#### EXERCISE BRIEF:
Go to the line below containing "#[derive(Debug, Display, Clone, PartialEq)]" and print exactly from there through the line containing "The duration of", both included. Print nothing else.
"""
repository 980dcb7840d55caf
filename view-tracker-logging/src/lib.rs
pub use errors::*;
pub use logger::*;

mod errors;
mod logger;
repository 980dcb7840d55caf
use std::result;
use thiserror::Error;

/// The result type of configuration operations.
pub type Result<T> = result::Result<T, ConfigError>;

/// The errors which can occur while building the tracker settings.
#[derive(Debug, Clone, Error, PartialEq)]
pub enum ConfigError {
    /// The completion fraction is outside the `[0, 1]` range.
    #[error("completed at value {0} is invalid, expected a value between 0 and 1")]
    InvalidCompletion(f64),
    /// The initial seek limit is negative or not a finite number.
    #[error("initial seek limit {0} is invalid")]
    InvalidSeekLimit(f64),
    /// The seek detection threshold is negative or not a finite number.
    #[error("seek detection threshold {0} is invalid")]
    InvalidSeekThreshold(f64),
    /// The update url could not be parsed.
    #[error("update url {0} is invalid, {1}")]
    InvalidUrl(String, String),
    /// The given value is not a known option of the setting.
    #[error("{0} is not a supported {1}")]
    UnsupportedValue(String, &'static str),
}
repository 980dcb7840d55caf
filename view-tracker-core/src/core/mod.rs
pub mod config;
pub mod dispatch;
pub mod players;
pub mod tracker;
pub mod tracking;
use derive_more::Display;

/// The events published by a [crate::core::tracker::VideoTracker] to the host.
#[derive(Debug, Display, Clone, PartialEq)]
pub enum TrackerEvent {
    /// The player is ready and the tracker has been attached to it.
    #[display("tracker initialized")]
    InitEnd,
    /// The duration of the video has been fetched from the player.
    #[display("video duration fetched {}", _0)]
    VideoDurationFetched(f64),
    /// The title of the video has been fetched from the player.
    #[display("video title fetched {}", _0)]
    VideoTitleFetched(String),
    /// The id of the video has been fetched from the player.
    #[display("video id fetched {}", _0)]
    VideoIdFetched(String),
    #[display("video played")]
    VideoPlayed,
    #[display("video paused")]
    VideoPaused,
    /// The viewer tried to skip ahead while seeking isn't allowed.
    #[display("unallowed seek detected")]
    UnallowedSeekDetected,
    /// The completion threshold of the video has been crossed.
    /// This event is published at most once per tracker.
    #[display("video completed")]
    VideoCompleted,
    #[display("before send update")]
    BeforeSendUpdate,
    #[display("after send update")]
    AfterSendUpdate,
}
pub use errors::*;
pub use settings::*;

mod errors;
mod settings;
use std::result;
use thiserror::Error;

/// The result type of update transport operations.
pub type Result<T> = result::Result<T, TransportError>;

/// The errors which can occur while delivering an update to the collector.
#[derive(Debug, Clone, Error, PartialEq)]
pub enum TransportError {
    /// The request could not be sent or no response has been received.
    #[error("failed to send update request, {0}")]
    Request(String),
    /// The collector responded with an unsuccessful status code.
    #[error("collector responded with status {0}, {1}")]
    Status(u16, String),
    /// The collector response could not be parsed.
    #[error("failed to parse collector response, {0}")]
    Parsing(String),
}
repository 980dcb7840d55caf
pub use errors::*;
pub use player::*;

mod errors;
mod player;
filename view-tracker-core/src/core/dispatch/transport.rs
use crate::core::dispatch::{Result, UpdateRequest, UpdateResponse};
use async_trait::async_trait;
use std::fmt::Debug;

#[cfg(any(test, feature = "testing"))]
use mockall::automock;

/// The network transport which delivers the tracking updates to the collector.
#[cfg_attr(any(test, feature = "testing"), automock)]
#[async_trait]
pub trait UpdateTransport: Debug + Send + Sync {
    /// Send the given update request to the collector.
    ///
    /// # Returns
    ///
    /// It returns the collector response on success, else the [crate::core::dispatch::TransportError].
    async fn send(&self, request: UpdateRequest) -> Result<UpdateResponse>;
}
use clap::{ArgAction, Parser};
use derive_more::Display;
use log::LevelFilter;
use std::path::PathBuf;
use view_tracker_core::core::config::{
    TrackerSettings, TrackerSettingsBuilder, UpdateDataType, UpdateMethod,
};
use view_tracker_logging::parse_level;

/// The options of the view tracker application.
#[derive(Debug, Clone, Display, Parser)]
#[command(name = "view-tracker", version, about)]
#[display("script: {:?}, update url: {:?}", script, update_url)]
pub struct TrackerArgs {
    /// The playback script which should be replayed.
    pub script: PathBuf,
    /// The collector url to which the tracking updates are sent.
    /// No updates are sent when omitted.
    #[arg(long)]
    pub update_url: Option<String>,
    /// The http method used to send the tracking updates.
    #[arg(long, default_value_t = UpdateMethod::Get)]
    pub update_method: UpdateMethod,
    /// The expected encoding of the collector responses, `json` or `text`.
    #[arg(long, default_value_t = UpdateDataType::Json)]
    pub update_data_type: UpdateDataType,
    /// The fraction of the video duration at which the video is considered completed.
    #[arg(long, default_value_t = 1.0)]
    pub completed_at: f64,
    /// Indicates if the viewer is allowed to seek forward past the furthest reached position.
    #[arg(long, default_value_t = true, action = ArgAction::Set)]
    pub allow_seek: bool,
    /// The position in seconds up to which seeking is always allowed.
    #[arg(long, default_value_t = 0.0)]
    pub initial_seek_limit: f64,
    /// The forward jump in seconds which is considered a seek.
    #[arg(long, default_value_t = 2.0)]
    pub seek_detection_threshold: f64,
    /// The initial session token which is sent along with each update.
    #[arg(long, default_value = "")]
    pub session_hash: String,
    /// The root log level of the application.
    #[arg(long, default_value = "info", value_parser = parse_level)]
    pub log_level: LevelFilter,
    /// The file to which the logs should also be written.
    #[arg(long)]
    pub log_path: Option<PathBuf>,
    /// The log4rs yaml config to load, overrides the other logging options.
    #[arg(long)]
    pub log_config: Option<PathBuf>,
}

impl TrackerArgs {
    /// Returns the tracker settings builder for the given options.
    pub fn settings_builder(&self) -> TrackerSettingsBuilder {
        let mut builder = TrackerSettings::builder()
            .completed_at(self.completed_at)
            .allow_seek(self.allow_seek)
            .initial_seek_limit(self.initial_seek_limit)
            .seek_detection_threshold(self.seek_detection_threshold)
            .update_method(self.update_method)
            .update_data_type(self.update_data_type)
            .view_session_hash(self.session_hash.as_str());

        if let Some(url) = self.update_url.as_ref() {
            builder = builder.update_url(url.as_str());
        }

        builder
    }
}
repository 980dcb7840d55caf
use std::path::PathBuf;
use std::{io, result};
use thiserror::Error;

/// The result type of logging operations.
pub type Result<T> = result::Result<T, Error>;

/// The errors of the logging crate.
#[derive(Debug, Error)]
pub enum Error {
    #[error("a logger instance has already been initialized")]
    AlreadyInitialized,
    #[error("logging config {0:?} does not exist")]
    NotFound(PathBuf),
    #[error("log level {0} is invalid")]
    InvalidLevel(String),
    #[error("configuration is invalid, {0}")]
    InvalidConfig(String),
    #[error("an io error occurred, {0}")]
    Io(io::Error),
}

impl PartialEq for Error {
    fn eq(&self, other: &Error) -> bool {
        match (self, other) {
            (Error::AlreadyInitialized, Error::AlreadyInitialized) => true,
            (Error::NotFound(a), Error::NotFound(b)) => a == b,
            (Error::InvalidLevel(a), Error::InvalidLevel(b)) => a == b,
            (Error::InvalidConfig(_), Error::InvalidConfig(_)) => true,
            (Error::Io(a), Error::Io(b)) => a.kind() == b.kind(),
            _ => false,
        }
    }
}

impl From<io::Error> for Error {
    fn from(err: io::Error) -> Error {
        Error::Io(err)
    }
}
"""
"""
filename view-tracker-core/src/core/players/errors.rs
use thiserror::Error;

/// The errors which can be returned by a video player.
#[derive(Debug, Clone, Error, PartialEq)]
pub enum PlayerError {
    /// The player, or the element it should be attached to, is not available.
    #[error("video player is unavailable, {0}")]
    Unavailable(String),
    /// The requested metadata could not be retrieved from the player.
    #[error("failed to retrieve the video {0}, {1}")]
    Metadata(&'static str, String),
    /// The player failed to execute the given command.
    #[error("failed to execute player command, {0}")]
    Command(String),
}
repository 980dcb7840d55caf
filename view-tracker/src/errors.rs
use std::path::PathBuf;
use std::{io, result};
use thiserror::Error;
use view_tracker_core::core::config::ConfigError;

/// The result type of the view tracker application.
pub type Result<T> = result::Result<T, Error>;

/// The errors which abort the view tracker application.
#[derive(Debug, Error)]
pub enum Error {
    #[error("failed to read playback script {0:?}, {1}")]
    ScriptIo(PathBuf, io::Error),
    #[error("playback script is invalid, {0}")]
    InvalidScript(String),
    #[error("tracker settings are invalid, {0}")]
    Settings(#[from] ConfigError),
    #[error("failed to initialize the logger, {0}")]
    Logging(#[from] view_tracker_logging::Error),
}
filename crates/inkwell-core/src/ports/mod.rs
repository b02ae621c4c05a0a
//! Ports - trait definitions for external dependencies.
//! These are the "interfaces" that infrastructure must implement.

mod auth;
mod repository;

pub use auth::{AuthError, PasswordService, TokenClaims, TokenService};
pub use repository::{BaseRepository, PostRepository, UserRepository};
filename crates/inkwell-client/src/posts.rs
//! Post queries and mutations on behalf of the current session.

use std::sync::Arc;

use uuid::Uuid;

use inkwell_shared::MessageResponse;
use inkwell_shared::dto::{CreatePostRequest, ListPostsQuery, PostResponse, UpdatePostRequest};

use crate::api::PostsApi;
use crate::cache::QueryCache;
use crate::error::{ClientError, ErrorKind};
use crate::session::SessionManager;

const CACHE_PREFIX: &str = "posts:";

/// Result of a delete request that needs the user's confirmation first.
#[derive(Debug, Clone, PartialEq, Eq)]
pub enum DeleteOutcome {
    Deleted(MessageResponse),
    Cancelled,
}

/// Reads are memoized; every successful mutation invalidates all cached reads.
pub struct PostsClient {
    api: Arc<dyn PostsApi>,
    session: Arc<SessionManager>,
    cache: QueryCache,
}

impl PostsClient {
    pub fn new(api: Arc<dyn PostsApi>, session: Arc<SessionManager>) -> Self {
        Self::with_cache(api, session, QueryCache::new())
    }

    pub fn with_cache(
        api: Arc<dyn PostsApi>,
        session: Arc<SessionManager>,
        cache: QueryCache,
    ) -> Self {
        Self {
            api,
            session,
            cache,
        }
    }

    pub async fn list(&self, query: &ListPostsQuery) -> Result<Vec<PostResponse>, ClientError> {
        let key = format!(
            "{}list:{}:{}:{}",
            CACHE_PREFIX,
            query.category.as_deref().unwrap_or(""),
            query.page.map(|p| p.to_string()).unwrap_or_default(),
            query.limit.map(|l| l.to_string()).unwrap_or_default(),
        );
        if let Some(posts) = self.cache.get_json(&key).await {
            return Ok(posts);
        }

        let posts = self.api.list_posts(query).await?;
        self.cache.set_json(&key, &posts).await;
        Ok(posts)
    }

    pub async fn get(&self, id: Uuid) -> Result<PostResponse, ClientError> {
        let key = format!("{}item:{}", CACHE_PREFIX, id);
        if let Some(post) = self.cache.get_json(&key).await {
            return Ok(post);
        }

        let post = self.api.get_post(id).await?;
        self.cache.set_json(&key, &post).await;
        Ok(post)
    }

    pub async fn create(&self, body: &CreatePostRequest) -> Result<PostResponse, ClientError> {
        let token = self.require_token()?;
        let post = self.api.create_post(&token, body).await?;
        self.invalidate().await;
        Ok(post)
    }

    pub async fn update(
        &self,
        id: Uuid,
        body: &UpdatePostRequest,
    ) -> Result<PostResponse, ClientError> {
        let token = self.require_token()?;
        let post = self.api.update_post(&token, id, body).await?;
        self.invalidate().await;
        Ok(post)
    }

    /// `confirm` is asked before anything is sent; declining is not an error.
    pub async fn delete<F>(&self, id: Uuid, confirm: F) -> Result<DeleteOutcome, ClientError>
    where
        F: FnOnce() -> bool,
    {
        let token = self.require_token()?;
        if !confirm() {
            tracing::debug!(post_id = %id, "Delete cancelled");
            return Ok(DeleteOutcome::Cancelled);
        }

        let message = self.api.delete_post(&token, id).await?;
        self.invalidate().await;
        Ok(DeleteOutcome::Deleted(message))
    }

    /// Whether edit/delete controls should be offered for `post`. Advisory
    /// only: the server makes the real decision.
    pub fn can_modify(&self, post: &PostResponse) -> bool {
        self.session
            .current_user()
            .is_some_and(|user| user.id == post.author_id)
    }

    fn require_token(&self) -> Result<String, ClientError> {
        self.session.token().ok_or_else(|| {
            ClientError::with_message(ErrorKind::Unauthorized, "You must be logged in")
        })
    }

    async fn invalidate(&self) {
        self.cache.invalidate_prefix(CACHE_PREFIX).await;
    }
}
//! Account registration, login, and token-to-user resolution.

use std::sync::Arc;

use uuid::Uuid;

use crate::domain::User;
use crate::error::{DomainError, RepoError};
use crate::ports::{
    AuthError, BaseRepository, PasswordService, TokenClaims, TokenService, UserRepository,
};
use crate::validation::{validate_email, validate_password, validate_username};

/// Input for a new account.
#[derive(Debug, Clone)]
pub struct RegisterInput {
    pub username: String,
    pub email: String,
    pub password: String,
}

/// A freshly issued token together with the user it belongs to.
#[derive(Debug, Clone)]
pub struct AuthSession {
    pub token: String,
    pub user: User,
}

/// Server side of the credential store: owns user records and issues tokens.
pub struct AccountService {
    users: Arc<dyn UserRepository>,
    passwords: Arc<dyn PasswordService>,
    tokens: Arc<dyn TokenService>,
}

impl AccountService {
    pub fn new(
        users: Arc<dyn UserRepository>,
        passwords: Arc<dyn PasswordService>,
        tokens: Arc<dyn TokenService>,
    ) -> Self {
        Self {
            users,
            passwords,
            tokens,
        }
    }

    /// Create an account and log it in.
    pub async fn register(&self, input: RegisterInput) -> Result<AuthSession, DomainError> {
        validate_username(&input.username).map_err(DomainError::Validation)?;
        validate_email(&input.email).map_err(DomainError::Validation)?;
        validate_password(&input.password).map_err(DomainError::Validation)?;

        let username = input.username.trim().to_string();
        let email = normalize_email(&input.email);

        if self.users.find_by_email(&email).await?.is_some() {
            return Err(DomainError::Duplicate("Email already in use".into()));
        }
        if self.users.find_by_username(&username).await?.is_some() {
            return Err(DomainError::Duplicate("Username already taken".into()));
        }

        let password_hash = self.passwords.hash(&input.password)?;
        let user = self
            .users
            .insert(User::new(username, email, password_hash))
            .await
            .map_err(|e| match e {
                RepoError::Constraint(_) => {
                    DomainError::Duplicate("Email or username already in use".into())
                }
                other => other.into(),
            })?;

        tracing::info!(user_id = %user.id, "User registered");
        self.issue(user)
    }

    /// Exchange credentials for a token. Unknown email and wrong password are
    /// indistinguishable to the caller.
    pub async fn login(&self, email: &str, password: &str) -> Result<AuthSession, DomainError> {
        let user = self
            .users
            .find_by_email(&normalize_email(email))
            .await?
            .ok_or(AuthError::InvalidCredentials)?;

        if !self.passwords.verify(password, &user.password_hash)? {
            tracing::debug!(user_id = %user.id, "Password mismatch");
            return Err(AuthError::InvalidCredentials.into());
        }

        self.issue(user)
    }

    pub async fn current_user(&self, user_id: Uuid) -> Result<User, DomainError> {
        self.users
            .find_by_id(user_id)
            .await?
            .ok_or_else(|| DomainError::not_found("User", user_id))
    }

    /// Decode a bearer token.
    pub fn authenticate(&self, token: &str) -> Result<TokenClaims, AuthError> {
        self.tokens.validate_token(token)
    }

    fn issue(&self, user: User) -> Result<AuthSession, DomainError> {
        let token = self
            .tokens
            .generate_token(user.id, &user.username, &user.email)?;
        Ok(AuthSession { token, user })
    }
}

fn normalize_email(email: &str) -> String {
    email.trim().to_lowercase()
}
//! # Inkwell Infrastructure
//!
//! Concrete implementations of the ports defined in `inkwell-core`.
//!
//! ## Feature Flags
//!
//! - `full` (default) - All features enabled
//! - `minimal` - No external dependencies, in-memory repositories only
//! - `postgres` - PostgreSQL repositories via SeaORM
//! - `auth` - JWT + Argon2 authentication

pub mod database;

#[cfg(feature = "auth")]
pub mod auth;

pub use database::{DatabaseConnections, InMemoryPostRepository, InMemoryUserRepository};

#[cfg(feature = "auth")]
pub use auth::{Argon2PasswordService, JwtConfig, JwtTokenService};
"""
"""
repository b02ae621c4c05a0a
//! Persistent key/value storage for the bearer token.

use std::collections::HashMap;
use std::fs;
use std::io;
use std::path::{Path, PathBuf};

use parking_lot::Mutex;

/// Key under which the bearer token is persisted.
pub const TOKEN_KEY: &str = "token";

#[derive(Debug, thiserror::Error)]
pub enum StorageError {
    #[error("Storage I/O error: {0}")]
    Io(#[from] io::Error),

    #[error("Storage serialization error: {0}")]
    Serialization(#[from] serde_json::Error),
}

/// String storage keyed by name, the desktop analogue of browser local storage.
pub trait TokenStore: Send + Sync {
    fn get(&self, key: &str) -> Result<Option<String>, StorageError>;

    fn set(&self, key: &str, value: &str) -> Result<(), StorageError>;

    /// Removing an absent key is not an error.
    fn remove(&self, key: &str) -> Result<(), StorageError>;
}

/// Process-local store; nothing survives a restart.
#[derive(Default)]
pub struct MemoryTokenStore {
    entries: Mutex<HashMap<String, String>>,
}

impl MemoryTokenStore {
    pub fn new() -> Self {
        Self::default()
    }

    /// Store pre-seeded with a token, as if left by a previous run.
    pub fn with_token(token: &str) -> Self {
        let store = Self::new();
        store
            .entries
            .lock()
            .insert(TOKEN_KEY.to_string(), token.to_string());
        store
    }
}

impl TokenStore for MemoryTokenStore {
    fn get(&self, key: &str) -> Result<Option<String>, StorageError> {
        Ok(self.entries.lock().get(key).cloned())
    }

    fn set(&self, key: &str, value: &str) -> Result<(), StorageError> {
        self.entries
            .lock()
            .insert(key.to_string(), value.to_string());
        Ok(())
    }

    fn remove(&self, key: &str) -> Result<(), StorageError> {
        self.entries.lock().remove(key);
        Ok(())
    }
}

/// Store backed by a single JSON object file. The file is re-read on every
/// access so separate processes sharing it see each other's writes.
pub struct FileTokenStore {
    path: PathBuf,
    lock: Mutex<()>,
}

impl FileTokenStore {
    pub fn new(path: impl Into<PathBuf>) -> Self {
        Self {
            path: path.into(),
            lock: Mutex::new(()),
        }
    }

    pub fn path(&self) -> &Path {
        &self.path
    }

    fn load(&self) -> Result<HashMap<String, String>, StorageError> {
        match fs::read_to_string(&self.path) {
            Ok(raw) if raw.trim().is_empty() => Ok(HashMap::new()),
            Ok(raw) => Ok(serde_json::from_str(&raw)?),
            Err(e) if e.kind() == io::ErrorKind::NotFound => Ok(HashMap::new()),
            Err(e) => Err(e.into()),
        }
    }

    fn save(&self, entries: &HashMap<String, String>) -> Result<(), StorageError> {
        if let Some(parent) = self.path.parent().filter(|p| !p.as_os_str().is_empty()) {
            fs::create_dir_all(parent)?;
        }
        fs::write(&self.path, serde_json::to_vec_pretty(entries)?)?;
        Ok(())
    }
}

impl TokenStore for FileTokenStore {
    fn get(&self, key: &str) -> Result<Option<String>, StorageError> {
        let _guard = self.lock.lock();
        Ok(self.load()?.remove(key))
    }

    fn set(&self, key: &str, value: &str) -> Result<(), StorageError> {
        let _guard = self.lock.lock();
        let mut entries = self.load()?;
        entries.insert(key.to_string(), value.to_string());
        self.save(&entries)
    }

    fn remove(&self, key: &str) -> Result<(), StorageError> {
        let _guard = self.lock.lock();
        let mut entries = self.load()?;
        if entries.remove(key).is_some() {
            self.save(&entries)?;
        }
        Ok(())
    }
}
"""
#### RESULT OF THE EXERCISE:
#[derive(Debug, Display, Clone, PartialEq)]
pub enum TrackerEvent {
    /// The player is ready and the tracker has been attached to it.
    #[display("tracker initialized")]
    InitEnd,
    /// The duration of the video has been fetched from the player.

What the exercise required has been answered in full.